A Tokyo c’è un Italia più autentica di quella che ci viene quotidianamente propinata dai telegiornali, dalle lobotomizzanti serie tv oppure dagli assurdi e insensati proclami dei nostri peggiori politici, è l’Italia di chi dopo la vittoria non vede l’ora di volare negli States per riconciliarsi con il proprio padre (il velocista Marcell Jacobs), di chi si converte all’Islam per amore (il marciatore Massimo Stano), di chi dichiara apertamente e naturalmente la propria omosessualità (la judoka Alice Bellandi), di chi è stato adottato in Etiopia da una coppia di italiani dichiarando senza mezzi termini di essere eternamente grato ai suoi genitori per averlo salvato da una vita di stenti (il mezzofondista Yemaneberhan Crippa), di chi è stato abbandonato nella miseria di Cuba, cresciuto dalla nonna e giunto in Italia da irregolare prima di unirsi in matrimonio con una donna italiana che pratica la sua stessa disciplina (il lottatore Frank Chamizo), da chi ha subìto una grave lesione della cornea a seguito di una pioggia di uova che le sono state lanciate addosso durante un’aggressione razzista a Moncalieri e che nonostante tutto si dichiara fiera di essere italiana e che, infine, a seguito di quel tragico evento decide di intraprendere un percorso di studi universitario sulla giustizia criminale (la lanciatrice del disco Daisy Osakue).

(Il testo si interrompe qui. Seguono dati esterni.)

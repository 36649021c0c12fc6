//! Path validation.
//!
//! Storage paths are relative to the working directory. Anything that would
//! climb out of it is rejected before a backend touches the filesystem.

use std::path::{Component, Path, PathBuf};

use crate::error::{ErrorKind, Result};

/// Validates and normalizes a storage path.
///
/// `.` components and repeated or trailing separators disappear, `..` is
/// resolved lexically and must never leave the root. A leading `/` is
/// treated as the storage root, not the filesystem root.
///
/// > **Note:** This does **not** normalize backslashes or non-UTF8 bytes.
/// >           Null bytes are explicitly rejected.
///
/// # Examples
///
/// ```
/// use std::path::Path;
/// use datum_storage::validate_path;
/// assert!(validate_path("2023/2023-05-01/20230501_125123.jpg").is_ok());
/// assert!(validate_path("camera/../invalid/IMG_0001.jpg").is_ok());
/// assert!(validate_path("../outside.jpg").is_err());
/// assert!(validate_path("a/../../b").is_err());
/// assert!(validate_path("a\0b").is_err());
/// assert_eq!(
///     validate_path("camera/./../duplicates//x_0123.jpg/").unwrap(),
///     Path::new("duplicates/x_0123.jpg")
/// );
/// ```
pub fn validate(path: impl AsRef<Path>) -> Result<PathBuf> {
    let mut components = Vec::new();
    for component in path.as_ref().components() {
        match component {
            Component::Normal(s) => {
                // Null bytes pass through Path::components() on Unix but
                // truncate C-based syscalls.
                if s.as_encoded_bytes().contains(&0) {
                    exn::bail!(ErrorKind::InvalidPath(path.as_ref().to_path_buf()));
                }
                components.push(s)
            },
            Component::CurDir | Component::RootDir => {},
            Component::Prefix(_) => exn::bail!(ErrorKind::InvalidPath(path.as_ref().to_path_buf())),
            Component::ParentDir => {
                if components.pop().is_none() {
                    exn::bail!(ErrorKind::InvalidPath(path.as_ref().to_path_buf()));
                }
            },
        }
    }
    match components.is_empty() {
        true => exn::bail!(ErrorKind::InvalidPath(path.as_ref().to_path_buf())),
        false => Ok(components.into_iter().collect()),
    }
}

/// Returns `true` when the path names something below the root, i.e. it
/// isn't empty, `.` or `/`.
pub(crate) fn is_below_root(path: &Path) -> bool {
    path.components().any(|c| matches!(c, Component::Normal(_)))
}
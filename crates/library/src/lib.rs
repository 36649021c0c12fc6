//! Timestamp-driven media organization.
//!
//! Each file is pushed through four stages:
//!
//! 1. [`resolve`]: find the capture timestamp using the strategy of the
//!    [`DirectoryRule`] that governs the file's location.
//! 2. [`synthesize`]: turn the timestamp into a name and a directory.
//! 3. [`plan`]: decide between placing, skipping, deduplicating, deleting
//!    or marking the file invalid.
//! 4. [`organize`]: execute the decision, report it and count it.

pub mod error;
pub mod organize;
pub mod plan;
pub mod resolve;
mod rule;
pub mod sink;
mod template;
mod timestamp;

pub use crate::organize::{Options, RunStatistics};
pub use crate::resolve::{Resolution, Resolver};
pub use crate::rule::{DEFAULT_DIRECTORY_PATTERN, DEFAULT_FILE_PATTERN, DirectoryRule, RuleSet, Strategy};
pub use crate::template::{NamePattern, Naming, extension_of, synthesize};
pub use crate::timestamp::Timestamp;
use crate::sink::{LogSink, TracingSink};
use std::sync::Arc;

/// Everything a run needs besides the storage backend.
#[derive(Clone)]
pub struct Context {
    pub rules: RuleSet,
    pub options: Options,
    pub resolver: Resolver,
    pub sink: Arc<dyn LogSink>,
}
impl Context {
    /// Log lines go to `tracing` until [`with_sink()`](Self::with_sink) says
    /// otherwise. The resolver picks up the DST switch from `options`.
    pub fn new(rules: RuleSet, options: Options, resolver: Resolver) -> Self {
        let resolver = resolver.with_dst_adjustment(options.apply_dst_adjustment);
        Self {
            rules,
            options,
            resolver,
            sink: Arc::new(TracingSink),
        }
    }

    pub fn with_sink(mut self, sink: Arc<dyn LogSink>) -> Self {
        self.sink = sink;
        self
    }
}
//! Storage Error Types
//!
//! This module provides structured errors using `exn` for automatic location
//! tracking and error tree construction.

use derive_more::{Display, Error};
use std::io::Error as IoError;
use std::path::PathBuf;

/// A storage error with automatic location tracking.
pub type Error = exn::Exn<ErrorKind>;
/// Result type alias for storage operations.
pub type Result<T> = std::result::Result<T, Error>;

/// Actionable error categories.
///
/// These describe what the caller should *do*, not what went wrong internally.
#[derive(Debug, Display, Error)]
pub enum ErrorKind {
    /// File or directory does not exist
    #[display("file not found: {}", _0.display())]
    NotFound(#[error(not(source))] PathBuf),
    /// Access denied by the operating system
    #[display("permission denied: {}", _0.display())]
    PermissionDenied(#[error(not(source))] PathBuf),
    /// File already exists (for operations that require new files)
    #[display("file already exists: {}", _0.display())]
    AlreadyExists(#[error(not(source))] PathBuf),
    /// Underlying I/O error
    #[display("I/O error: {_0}")]
    Io(IoError),
    /// Path contains invalid characters or escapes root
    #[display("invalid path: {}", _0.display())]
    InvalidPath(#[error(not(source))] PathBuf),
    /// Backend-specific error
    #[display("backend error: {_0}")]
    BackendError(#[error(not(source))] String),
}
impl From<IoError> for ErrorKind {
    fn from(err: IoError) -> Self {
        Self::Io(err)
    }
}

impl ErrorKind {
    /// Returns `true` if retrying might succeed.
    pub fn is_retryable(&self) -> bool {
        matches!(self, Self::Io(_) | Self::BackendError(_))
    }
}

#[cfg(test)]
mod tests {
    use super::*;

    #[test]
    fn error_kind_display() {
        assert_eq!(ErrorKind::NotFound(PathBuf::from("a/b.jpg")).to_string(), "file not found: a/b.jpg");
        assert_eq!(ErrorKind::InvalidPath(PathBuf::from("../x")).to_string(), "invalid path: ../x");
    }

    #[test]
    fn error_kind_retryable() {
        assert!(!ErrorKind::NotFound(PathBuf::from("a")).is_retryable());
        assert!(!ErrorKind::PermissionDenied(PathBuf::from("a")).is_retryable());
        assert!(ErrorKind::Io(IoError::other("disk on fire")).is_retryable());
    }
}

Atleti italiani, ricordiamolo ai fascioleghisti che si oppongono allo ius soli sportivo, tutti appartenenti guarda caso a discipline individuali, ragazzi che hanno convissuto con la solitudine sin dall’adolescenza quando dopo la scuola entravano nel ciclo interminabile degli allenamenti o delle continue trasferte, a discapito di una gioventù allegra e spensierata. Ma ciò che la disciplina ha tolto, la disciplina ha restituito trasformando quei ragazzini in eroi adulti capaci di sconfiggere malattie (Gregorio Paltronieri), superare più di un infortunio (Gianmarco Tamberi, lo stesso Marcel Jacobs e tanti altri), vincere il panico e l’ansia o guarire da disturbi alimentari (Federica Pellegrini), risultati raggiunti anche grazie al sostegno degli allenatori, delle famiglie, dei mental-coach è vero, ma è altrettanto vero che gli obiettivi più alti non si raggiungono solo con il supporto esterno ma soprattutto grazie a quegli stimoli di carattere personale, privato, frutto di allenamenti continui e massacranti eseguiti per ore ed ore nel silenzio più assoluto, quando di fronte hai solo il rosso-arancio sintetico della pista, i pedali che muovono le ruote sull’asfalto o le pluricromatiche tessere azzurro blu di un mosaico a fondo piscina.
Sarà un caso? Credo proprio di no.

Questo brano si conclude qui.